=== The problem ===
Lines of the data that contain the word "params" are the ones to copy.

Extracted data entries
====================

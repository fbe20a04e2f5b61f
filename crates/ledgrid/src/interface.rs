// SPDX-License-Identifier: Apache-2.0 OR MIT
// Copyright (c) 2025-2026 ledgrid contributors

//! Controller interface: producer subscription and live controller set.
//!
//! Subscribes to the producer frame topic and forwards every frame into the
//! frame buffer with its pattern context, marking the first frame of each
//! new pattern as priority. Tracks which controllers are attached and their
//! last-seen telemetry for status clients. Producer events are consumed in
//! arrival order; frames are never reordered.

use std::sync::Arc;

use dashmap::DashMap;
use serde::Serialize;
use tokio::sync::broadcast;
use tokio::sync::RwLock;
use tracing::{debug, info, warn};

use crate::buffer::{BufferHandle, BufferSnapshot};
use crate::bus::{BusEvent, EventBus, TOPIC_EVENTS, TOPIC_FRAMES, TOPIC_SOCKET};
use crate::clock::unix_millis;
use crate::frame::PatternId;

/// Last-seen telemetry for one attached controller.
#[derive(Debug, Clone, Serialize)]
pub struct ControllerStats {
    pub joined_at_ms: u64,
    pub last_seen_ms: u64,
    #[serde(skip_serializing_if = "Option::is_none")]
    pub last_stats: Option<serde_json::Value>,
    #[serde(skip_serializing_if = "Option::is_none")]
    pub last_sync: Option<serde_json::Value>,
    pub batches_acked: u64,
}

impl ControllerStats {
    fn new() -> Self {
        let now = unix_millis();
        Self {
            joined_at_ms: now,
            last_seen_ms: now,
            last_stats: None,
            last_sync: None,
            batches_acked: 0,
        }
    }
}

/// Status snapshot served to telemetry clients.
#[derive(Debug, Clone, Serialize)]
pub struct InterfaceStatus {
    pub connected: bool,
    pub count: usize,
    pub controllers: Vec<(String, ControllerStats)>,
    pub buffer: Option<BufferSnapshot>,
    #[serde(skip_serializing_if = "Option::is_none")]
    pub last_detailed_stats: Option<serde_json::Value>,
}

/// Registry of live controllers plus the frame-routing task.
pub struct ControllerInterface {
    bus: Arc<EventBus>,
    buffer: BufferHandle,
    controllers: DashMap<String, ControllerStats>,
    last_detailed_stats: RwLock<Option<serde_json::Value>>,
}

impl ControllerInterface {
    pub fn new(bus: Arc<EventBus>, buffer: BufferHandle) -> Arc<Self> {
        Arc::new(Self {
            bus,
            buffer,
            controllers: DashMap::new(),
            last_detailed_stats: RwLock::new(None),
        })
    }

    /// Subscribe to the producer and lifecycle topics and start routing.
    pub fn spawn(self: &Arc<Self>) {
        let frames_rx = self.bus.subscribe(TOPIC_FRAMES);
        let events_rx = self.bus.subscribe(TOPIC_EVENTS);
        tokio::spawn(Arc::clone(self).run_frames(frames_rx));
        tokio::spawn(Arc::clone(self).run_events(events_rx));
    }

    /// Consume producer events and feed the buffer.
    async fn run_frames(self: Arc<Self>, mut rx: broadcast::Receiver<BusEvent>) {
        // Pattern the producer last announced; the first frame after a
        // change is forwarded with the priority hint set.
        let mut announced: Option<PatternId> = None;
        let mut last_routed: Option<PatternId> = None;

        loop {
            match rx.recv().await {
                Ok(BusEvent::PatternChanged { pattern_id, params }) => {
                    debug!("[ControllerInterface] pattern change announced: '{pattern_id}'");
                    announced = Some(pattern_id.clone());
                    // Sessions push pattern_changed to their controllers
                    // before any batch carrying the new pattern's frames.
                    self.bus
                        .publish(TOPIC_SOCKET, BusEvent::PatternChanged { pattern_id, params });
                }
                Ok(BusEvent::Frame { frame, pattern_id }) => {
                    let is_first_of_pattern = announced.as_ref() == Some(&pattern_id)
                        && last_routed.as_ref() != Some(&pattern_id);
                    last_routed = Some(pattern_id.clone());
                    if self
                        .buffer
                        .add_frame(frame, pattern_id, is_first_of_pattern)
                        .await
                        .is_err()
                    {
                        warn!("[ControllerInterface] buffer gone, stopping frame routing");
                        break;
                    }
                }
                Ok(_) => {}
                Err(broadcast::error::RecvError::Lagged(n)) => {
                    warn!("[ControllerInterface] lagged, lost {n} producer events");
                }
                Err(broadcast::error::RecvError::Closed) => break,
            }
        }
    }

    /// Track joins and leaves announced by the session layer.
    async fn run_events(self: Arc<Self>, mut rx: broadcast::Receiver<BusEvent>) {
        loop {
            match rx.recv().await {
                Ok(BusEvent::ControllerJoined { controller_id }) => {
                    info!("[ControllerInterface] controller '{controller_id}' joined");
                    self.controllers
                        .insert(controller_id, ControllerStats::new());
                }
                Ok(BusEvent::ControllerLeft { controller_id }) => {
                    info!("[ControllerInterface] controller '{controller_id}' left");
                    self.controllers.remove(&controller_id);
                }
                Ok(_) => {}
                Err(broadcast::error::RecvError::Lagged(n)) => {
                    warn!("[ControllerInterface] lagged, lost {n} lifecycle events");
                }
                Err(broadcast::error::RecvError::Closed) => break,
            }
        }
    }

    /// Record a `stats` report from a controller.
    pub fn record_stats(&self, controller_id: &str, stats: serde_json::Value) {
        if let Some(mut entry) = self.controllers.get_mut(controller_id) {
            entry.last_seen_ms = unix_millis();
            entry.last_stats = Some(stats);
        }
    }

    /// Record a detailed stats report (operator-requested).
    pub async fn record_detailed_stats(&self, stats: serde_json::Value) {
        *self.last_detailed_stats.write().await = Some(stats);
    }

    /// Record a `display_sync` buffer report from a controller.
    pub fn record_display_sync(&self, controller_id: &str, sync: serde_json::Value) {
        if let Some(mut entry) = self.controllers.get_mut(controller_id) {
            entry.last_seen_ms = unix_millis();
            entry.last_sync = Some(sync);
        }
    }

    /// Count an acknowledged batch.
    pub fn record_ack(&self, controller_id: &str) {
        if let Some(mut entry) = self.controllers.get_mut(controller_id) {
            entry.last_seen_ms = unix_millis();
            entry.batches_acked += 1;
        }
    }

    /// Whether a controller is currently attached.
    #[must_use]
    pub fn is_attached(&self, controller_id: &str) -> bool {
        self.controllers.contains_key(controller_id)
    }

    /// Build the status snapshot, including the buffer's.
    pub async fn status(&self) -> InterfaceStatus {
        let controllers: Vec<(String, ControllerStats)> = self
            .controllers
            .iter()
            .map(|e| (e.key().clone(), e.value().clone()))
            .collect();

        InterfaceStatus {
            connected: !controllers.is_empty(),
            count: controllers.len(),
            controllers,
            buffer: self.buffer.status().await.ok(),
            last_detailed_stats: self.last_detailed_stats.read().await.clone(),
        }
    }
}

// ============================================================================
// TESTS
// ============================================================================

#[cfg(test)]
mod tests {
    use super::*;
    use crate::buffer::FrameBuffer;
    use crate::config::DeliveryConfig;
    use crate::frame::Frame;
    use std::time::Duration;

    fn rgb(id: u32) -> Frame {
        Frame::new(id, 1, 1, vec![1, 2, 3]).expect("valid frame")
    }

    #[tokio::test]
    async fn test_frames_are_routed_into_buffer() {
        let bus = Arc::new(EventBus::new());
        let buffer = FrameBuffer::spawn(DeliveryConfig::default());
        let interface = ControllerInterface::new(bus.clone(), buffer.clone());
        interface.spawn();
        tokio::time::sleep(Duration::from_millis(20)).await;

        for id in 0..4 {
            bus.publish(
                TOPIC_FRAMES,
                BusEvent::Frame {
                    frame: rgb(id),
                    pattern_id: "aurora".into(),
                },
            );
        }
        tokio::time::sleep(Duration::from_millis(50)).await;

        let snapshot = buffer.status().await.expect("buffer alive");
        assert_eq!(snapshot.frames_in, 4);
        assert_eq!(snapshot.current_pattern.as_deref(), Some("aurora"));
    }

    #[tokio::test]
    async fn test_pattern_change_is_rebroadcast_before_frames() {
        let bus = Arc::new(EventBus::new());
        let buffer = FrameBuffer::spawn(DeliveryConfig::default());
        let interface = ControllerInterface::new(bus.clone(), buffer.clone());
        interface.spawn();
        tokio::time::sleep(Duration::from_millis(20)).await;

        let mut socket_rx = bus.subscribe(TOPIC_SOCKET);
        bus.publish(
            TOPIC_FRAMES,
            BusEvent::PatternChanged {
                pattern_id: "fire".into(),
                params: serde_json::Value::Null,
            },
        );
        bus.publish(
            TOPIC_FRAMES,
            BusEvent::Frame {
                frame: rgb(1),
                pattern_id: "fire".into(),
            },
        );

        let event = tokio::time::timeout(Duration::from_millis(200), socket_rx.recv())
            .await
            .expect("no timeout")
            .expect("event");
        assert!(matches!(event, BusEvent::PatternChanged { pattern_id, .. } if pattern_id == "fire"));
    }

    #[tokio::test]
    async fn test_live_set_follows_join_and_leave() {
        let bus = Arc::new(EventBus::new());
        let buffer = FrameBuffer::spawn(DeliveryConfig::default());
        let interface = ControllerInterface::new(bus.clone(), buffer.clone());
        interface.spawn();
        tokio::time::sleep(Duration::from_millis(20)).await;

        bus.publish(
            TOPIC_EVENTS,
            BusEvent::ControllerJoined {
                controller_id: "c1".into(),
            },
        );
        tokio::time::sleep(Duration::from_millis(50)).await;
        assert!(interface.is_attached("c1"));
        assert_eq!(interface.status().await.count, 1);

        bus.publish(
            TOPIC_EVENTS,
            BusEvent::ControllerLeft {
                controller_id: "c1".into(),
            },
        );
        tokio::time::sleep(Duration::from_millis(50)).await;
        assert!(!interface.is_attached("c1"));
        assert!(!interface.status().await.connected);
    }
}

====================

=== Answer to this task ===
                Ok(BusEvent::PatternChanged { pattern_id, params }) => {
                        .publish(TOPIC_SOCKET, BusEvent::PatternChanged { pattern_id, params });
                params: serde_json::Value::Null,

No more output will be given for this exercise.